REQUIRED ACTION — From the entries, return every line where the string "info" shows up.

RECORDS FOR THE TASK —
use std::sync::Arc;

use async_trait::async_trait;
use chrono::Utc;
use log::{debug, error};

use super::rates_model::{Currency, CurrencyUpdate, CurrencyWithRate, NewCurrency, SavedCurrency};
use super::rates_traits::{AdminRateServiceTrait, RateRepositoryTrait};
use crate::errors::{DatabaseError, Error, Result, ValidationError};

/// Administrative CRUD over currencies and their daily rates.
///
/// Add and update always write the rate for the current date; the base
/// currency is an explicit configuration value, not a lookup.
pub struct AdminRateService {
    repository: Arc<dyn RateRepositoryTrait>,
    base_currency: String,
}

impl AdminRateService {
    pub fn new(repository: Arc<dyn RateRepositoryTrait>, base_currency: impl Into<String>) -> Self {
        Self {
            repository,
            base_currency: base_currency.into(),
        }
    }
}

#[async_trait]
impl AdminRateServiceTrait for AdminRateService {
    /// Lists every currency with its latest rate, ordered by id.
    fn list_currencies(&self) -> Result<Vec<CurrencyWithRate>> {
        self.repository.list_currencies_with_latest_rate()
    }

    /// Adds a currency and today's rate in one transaction.
    ///
    /// Adding an existing code is an idempotent upsert: the name is
    /// overwritten and today's rate replaced. A uniqueness violation that
    /// still escapes the upsert path surfaces as a distinct duplicate-code
    /// error.
    async fn add_currency(&self, new_currency: NewCurrency) -> Result<SavedCurrency> {
        new_currency.validate()?;

        let code = new_currency.canonical_code();
        let today = Utc::now().naive_utc().date();
        debug!("Adding currency {} with rate for {}", code, today);

        let (currency, rate) = self
            .repository
            .upsert_currency_with_rate(
                code.clone(),
                new_currency.name.trim().to_string(),
                new_currency.rate,
                today,
            )
            .await
            .map_err(|e| match e {
                Error::Database(DatabaseError::UniqueViolation(_)) => {
                    Error::DuplicateCurrencyCode(code.clone())
                }
                other => {
                    error!("Failed to add currency {}: {}", code, other);
                    other
                }
            })?;

        Ok(SavedCurrency { currency, rate })
    }

    /// Renames a currency and writes today's rate in one transaction.
    ///
    /// The input code is ignored; codes are immutable after creation.
    async fn update_currency(&self, update: CurrencyUpdate) -> Result<SavedCurrency> {
        update.validate()?;

        let today = Utc::now().naive_utc().date();
        debug!("Updating currency {} with rate for {}", update.id, today);

        let (currency, rate) = self
            .repository
            .update_currency_with_rate(
                update.id,
                update.name.trim().to_string(),
                update.rate,
                today,
            )
            .await
            .map_err(|e| {
                if !matches!(e, Error::CurrencyNotFound(_)) {
                    error!("Failed to update currency {}: {}", update.id, e);
                }
                e
            })?;

        Ok(SavedCurrency { currency, rate })
    }

    /// Deletes a currency; the store cascades the deletion to its rates.
    /// The base currency itself can never be deleted.
    async fn delete_currency(&self, id: i32) -> Result<Currency> {
        let existing = self
            .repository
            .get_currency(id)
            .await?
            .ok_or_else(|| Error::CurrencyNotFound(format!("Currency with id {} not found", id)))?;

        if existing.code == self.base_currency {
            return Err(ValidationError::InvalidInput(format!(
                "The base currency {} cannot be deleted",
                self.base_currency
            ))
            .into());
        }

        debug!("Deleting currency {} ({})", existing.code, id);
        self.repository.delete_currency(id).await
    }
}
//! Storage-specific error types for SQLite operations.
//!
//! Wraps Diesel and r2d2 errors and converts them to the database-agnostic
//! types defined in `ratebook_core` at the crate boundary.

use diesel::result::Error as DieselError;
use ratebook_core::errors::{DatabaseError, Error};
use thiserror::Error;

/// Storage-specific errors, internal to this crate.
///
/// The `Core` variant carries an already-typed core error through the
/// transaction machinery unchanged, so a not-found raised inside a write
/// job is not flattened into a generic database error.
#[derive(Error, Debug)]
pub enum StorageError {
    #[error("Database connection failed: {0}")]
    ConnectionFailed(#[from] diesel::ConnectionError),

    #[error("Connection pool error: {0}")]
    PoolError(#[from] r2d2::Error),

    #[error("Query execution failed: {0}")]
    QueryFailed(#[from] DieselError),

    #[error("Migration failed: {0}")]
    MigrationFailed(String),

    #[error("{0}")]
    Core(#[from] Error),
}

impl From<StorageError> for Error {
    fn from(err: StorageError) -> Self {
        match err {
            StorageError::ConnectionFailed(e) => {
                Error::Database(DatabaseError::ConnectionFailed(e.to_string()))
            }
            StorageError::PoolError(e) => {
                Error::Database(DatabaseError::PoolCreationFailed(e.to_string()))
            }
            StorageError::QueryFailed(DieselError::NotFound) => {
                Error::Database(DatabaseError::NotFound("Record not found".to_string()))
            }
            StorageError::QueryFailed(DieselError::DatabaseError(
                diesel::result::DatabaseErrorKind::UniqueViolation,
                info,
            )) => Error::Database(DatabaseError::UniqueViolation(info.message().to_string())),
            StorageError::QueryFailed(DieselError::DatabaseError(
                diesel::result::DatabaseErrorKind::ForeignKeyViolation,
                info,
            )) => Error::Database(DatabaseError::ForeignKeyViolation(
                info.message().to_string(),
            )),
            StorageError::QueryFailed(e) => {
                Error::Database(DatabaseError::QueryFailed(e.to_string()))
            }
            StorageError::MigrationFailed(e) => Error::Database(DatabaseError::MigrationFailed(e)),
            StorageError::Core(e) => e,
        }
    }
}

ANSWER TO THIS TASK —
                info,
            )) => Error::Database(DatabaseError::UniqueViolation(info.message().to_string())),
                info,
                info.message().to_string(),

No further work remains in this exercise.